Andrew T. Foster, Director of Research, Portfolio Manager
Matthews International Capital Management, LLC

Every serious investor keeps a wary eye on inflation. Returns on investment are undermined when sustained price increases give rise to a higher cost of living. You may be a disciplined, long-term investor – but if your dollar does not stretch very far, you may find that your patient efforts are not as rewarding as hoped.

Even as inflation is of critical importance to investors, it is a fairly abstract concept, especially relative to many other aspects of investment. Securities can be measured by their prices; balance sheets are denominated in dollars and cents; interest rates are set in percentage points. Inflation, by contrast, has no single, objective measure. Economic theory defines inflation as a sustained increase in the "general level of prices," but theory is largely silent on which prices on what products comprise that "general level."

In practice, participants often rely on a consumer price index (CPI), which purports to measure the changes in prices paid by consumers for "a representative basket of goods and services."1 The primary aim of the "basket" is to develop a practical sense of what it costs to achieve a given standard of living. By measuring changes in the cost of this basket over time, one can infer whether inflation has boosted living costs too far, too fast – a key measure of whether inflation has done damage to an economy.
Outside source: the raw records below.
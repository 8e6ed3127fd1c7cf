//! Infinigen to CO3D dataset converter
//!
//! This library turns the multi-camera output of the Infinigen renderer into the
//! CO3D-style layout expected by multi-view training pipelines: per-camera image,
//! depth and mask directories plus gzip/JSON annotation manifests with camera
//! intrinsics and extrinsics for every frame.

pub mod classify;
pub mod config;
pub mod dataset;
pub mod discovery;
pub mod error;
pub mod io;
pub mod naming;
pub mod resolver;
pub mod transcode;
pub mod types;
pub mod utils;

// Re-export commonly used types and functions
pub use classify::{classify_frames, ClassifyOutcome, ClassifyReport};
pub use config::{AlignmentPolicy, Args, ClassifyArgs, ConvertConfig, DepthRange};
pub use dataset::{process_dataset, split_units};
pub use discovery::discover_units;
pub use error::{Error, Result, UnitRejection};
pub use resolver::{resolve_unit, Resolution};
pub use types::{
    AnnotationManifest, CameraParameters, ConversionSummary, FrameRecord, Modality,
    ModalityFileSet, SceneCameraUnit, SplitData,
};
There are a host of technical details that underpin the construction of a good consumer basket, one which can credibly serve as a proxy for general price inflation. In essence, the goal is to track what real people are buying, and then weight the basket according to actual consumption patterns. In order to get an authentic picture of spending habits, most statistical agencies undertake extensive surveys in their respective jurisdictions. For example, the U.S. Bureau of Labor and Statistics surveyed over 30,000 individuals during a two-year period in order to construct the current American CPI basket.2

The proper construction of a CPI basket can be rather contentious.3 We won't address those issues here. The important thing to note is that a CPI basket can do more than just measure inflation: it can also reveal a good deal about the spending habits of the populace that it is designed to track. CPI baskets are only a crude tool for understanding consumer behavior; nonetheless, they offer a reasonably standardized way to examine spending patterns over time and across borders. In so doing, the baskets can offer investors an important glimpse into what is motivating real consumers – and perhaps insight into where those consumers and their wallets will be heading next. This is particularly true in the Asian context, where reliable data on historical consumption is often lacking, and where spending patterns are evolving rapidly.
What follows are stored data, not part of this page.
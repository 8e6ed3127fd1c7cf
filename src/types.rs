use serde::{Deserialize, Serialize};
use std::collections::BTreeMap;
use std::fmt;
use std::path::{Path, PathBuf};

// Directory holding the modality directories of a scene
pub const FRAMES_DIR: &str = "frames";

// Prefix of per-camera directories
pub const CAMERA_DIR_PREFIX: &str = "camera_";

/// The four per-frame outputs of the renderer
#[derive(Debug, Clone, Copy, PartialEq, Eq, Hash, PartialOrd, Ord)]
pub enum Modality {
    Color,
    Depth,
    Camview,
    Segmentation,
}

impl Modality {
    pub const ALL: [Modality; 4] = [
        Modality::Color,
        Modality::Depth,
        Modality::Camview,
        Modality::Segmentation,
    ];

    /// Directory name under `frames/`
    pub fn dir_name(self) -> &'static str {
        match self {
            Modality::Color => "Image",
            Modality::Depth => "Depth",
            Modality::Camview => "camview",
            Modality::Segmentation => "ObjectSegmentation",
        }
    }

    /// File extension, without the dot
    pub fn extension(self) -> &'static str {
        match self {
            Modality::Color => "png",
            Modality::Depth | Modality::Segmentation => "npy",
            Modality::Camview => "npz",
        }
    }
}

impl fmt::Display for Modality {
    fn fmt(&self, f: &mut fmt::Formatter<'_>) -> fmt::Result {
        f.write_str(self.dir_name())
    }
}

/// One (root, scene, camera) stream of correlated frames
#[derive(Debug, Clone, PartialEq, Eq, Hash, PartialOrd, Ord)]
pub struct SceneCameraUnit {
    pub root: PathBuf,
    pub scene: String,
    pub camera: String,
}

impl SceneCameraUnit {
    pub fn new(root: impl Into<PathBuf>, scene: impl Into<String>, camera: impl Into<String>) -> Self {
        Self {
            root: root.into(),
            scene: scene.into(),
            camera: camera.into(),
        }
    }

    /// Manifest key, e.g. `1a0bdba9_camera_0`
    pub fn scene_key(&self) -> String {
        format!("{}_{}", self.scene, self.camera)
    }

    /// Input directory of one modality for this camera
    pub fn modality_dir(&self, modality: Modality) -> PathBuf {
        self.root
            .join(&self.scene)
            .join(FRAMES_DIR)
            .join(modality.dir_name())
            .join(&self.camera)
    }
}

impl fmt::Display for SceneCameraUnit {
    fn fmt(&self, f: &mut fmt::Formatter<'_>) -> fmt::Result {
        write!(f, "{} ({})", self.scene_key(), self.root.display())
    }
}

/// A listed input file together with its parsed frame index
#[derive(Debug, Clone, PartialEq, Eq)]
pub struct FrameFile {
    pub name: String,
    pub frame: Option<u32>,
}

/// The four aligned file sequences of a unit
#[derive(Debug, Clone, PartialEq, Eq)]
pub struct ModalityFileSet {
    pub color: Vec<FrameFile>,
    pub depth: Vec<FrameFile>,
    pub camview: Vec<FrameFile>,
    pub segmentation: Vec<FrameFile>,
}

impl ModalityFileSet {
    pub fn get(&self, modality: Modality) -> &[FrameFile] {
        match modality {
            Modality::Color => &self.color,
            Modality::Depth => &self.depth,
            Modality::Camview => &self.camview,
            Modality::Segmentation => &self.segmentation,
        }
    }

    /// Number of aligned frames. Only meaningful once resolved.
    pub fn frame_count(&self) -> usize {
        self.color.len()
    }
}

/// Intrinsics and the top three rows of the extrinsic transform
#[derive(Debug, Clone, Copy, PartialEq)]
pub struct CameraParameters {
    pub intrinsics: [[f64; 3]; 3],
    pub extrinsics: [[f64; 4]; 3],
}

/// One frame entry of an annotation manifest
#[derive(Debug, Clone, PartialEq, Serialize, Deserialize)]
pub struct FrameRecord {
    pub filepath: String,
    pub intri: [[f64; 3]; 3],
    pub extri: [[f64; 4]; 3],
}

impl FrameRecord {
    pub fn new(filepath: String, camera: &CameraParameters) -> Self {
        Self {
            filepath,
            intri: camera.intrinsics,
            extri: camera.extrinsics,
        }
    }
}

// Scene key to the frames of that scene/camera, in frame order
pub type AnnotationManifest = BTreeMap<String, Vec<FrameRecord>>;

// Which manifest a unit belongs to
#[derive(Debug, Clone, Copy, PartialEq, Eq, Hash)]
pub enum Split {
    Train,
    Test,
}

impl Split {
    pub fn as_str(self) -> &'static str {
        match self {
            Split::Train => "train",
            Split::Test => "test",
        }
    }
}

// Struct to hold the units assigned to each split
#[derive(Debug, Clone, Default)]
pub struct SplitData {
    pub train_units: Vec<SceneCameraUnit>,
    pub test_units: Vec<SceneCameraUnit>,
}

// Struct to hold the output directories of one unit
#[derive(Debug, Clone)]
pub struct UnitOutputDirs {
    pub images_dir: PathBuf,
    pub depths_dir: PathBuf,
    pub masks_dir: PathBuf,
    pub depth_masks_dir: PathBuf,
}

impl UnitOutputDirs {
    pub fn under(unit_dir: &Path) -> Self {
        Self {
            images_dir: unit_dir.join("images"),
            depths_dir: unit_dir.join("depths"),
            masks_dir: unit_dir.join("masks"),
            depth_masks_dir: unit_dir.join("depth_masks"),
        }
    }

    pub fn all(&self) -> [&Path; 4] {
        [
            &self.images_dir,
            &self.depths_dir,
            &self.masks_dir,
            &self.depth_masks_dir,
        ]
    }
}

// Struct to hold the category-level output locations
#[derive(Debug, Clone)]
pub struct OutputDirs {
    pub data_dir: PathBuf,
    pub annotations_dir: PathBuf,
}

/// Counters for a conversion run
#[derive(Debug, Default, Clone, PartialEq, Eq)]
pub struct ConversionSummary {
    pub discovered_units: usize,
    pub train_units: usize,
    pub test_units: usize,
    pub converted_units: usize,
    pub frames_written: usize,
    pub skipped_missing_directory: usize,
    pub skipped_count_mismatch: usize,
    pub skipped_misaligned: usize,
}

impl ConversionSummary {
    pub fn skipped(&self) -> usize {
        self.skipped_missing_directory + self.skipped_count_mismatch + self.skipped_misaligned
    }

    pub fn print_summary(&self) {
        log::info!("=== Conversion Summary ===");
        log::info!("Discovered scene/camera units: {}", self.discovered_units);
        log::info!(
            "Assigned to train: {}, test: {}",
            self.train_units,
            self.test_units
        );
        log::info!("Converted units: {}", self.converted_units);
        log::info!("Frames written: {}", self.frames_written);

        if self.skipped() > 0 {
            log::warn!(
                "Skipped units: {} (missing directories: {}, mismatched counts: {}, misaligned frames: {})",
                self.skipped(),
                self.skipped_missing_directory,
                self.skipped_count_mismatch,
                self.skipped_misaligned
            );
        }
    }
}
In most Asian nations, save Japan, the notion of a proper "consumer basket" is a very new concept. For example, Thailand has only recently undertaken a thorough survey of consumer habits; very little reliable data on household expenditures is available prior to 2002. In similar fashion, India has not formally updated the constituents of its CPI basket since 1982. Meanwhile, China has never publicly disclosed the makeup of its basket. There are many reasons that Asian governments might not be forthcoming with data on CPI baskets. Collecting such information is costly.

Furthermore, governments that enact subsidies and price controls on key consumables often wish to hide the components of inflation away from critical observers. However, another factor is also at work: Asian governments, historically focused on promoting industrial growth, are only beginning to understand the importance of consumer behavior to their economies.

Even in Asia's wealthier nations, where CPI baskets are nothing new, substantial changes in consumption patterns have taken place over a relatively short time horizon. Table 1 shows how consumers have shifted their spending patterns over roughly the last decade, as measured by changes in national CPI baskets; "growing" categories (i.e., higher percentage share of household budget than in the past) have a positive sign, and "shrinking" categories are shown in the negative. The table demonstrates that on this measure, U.S. households have held relatively steady, with no major shifts between expenditure categories; no group has swung by more than two percentage points over the last decade.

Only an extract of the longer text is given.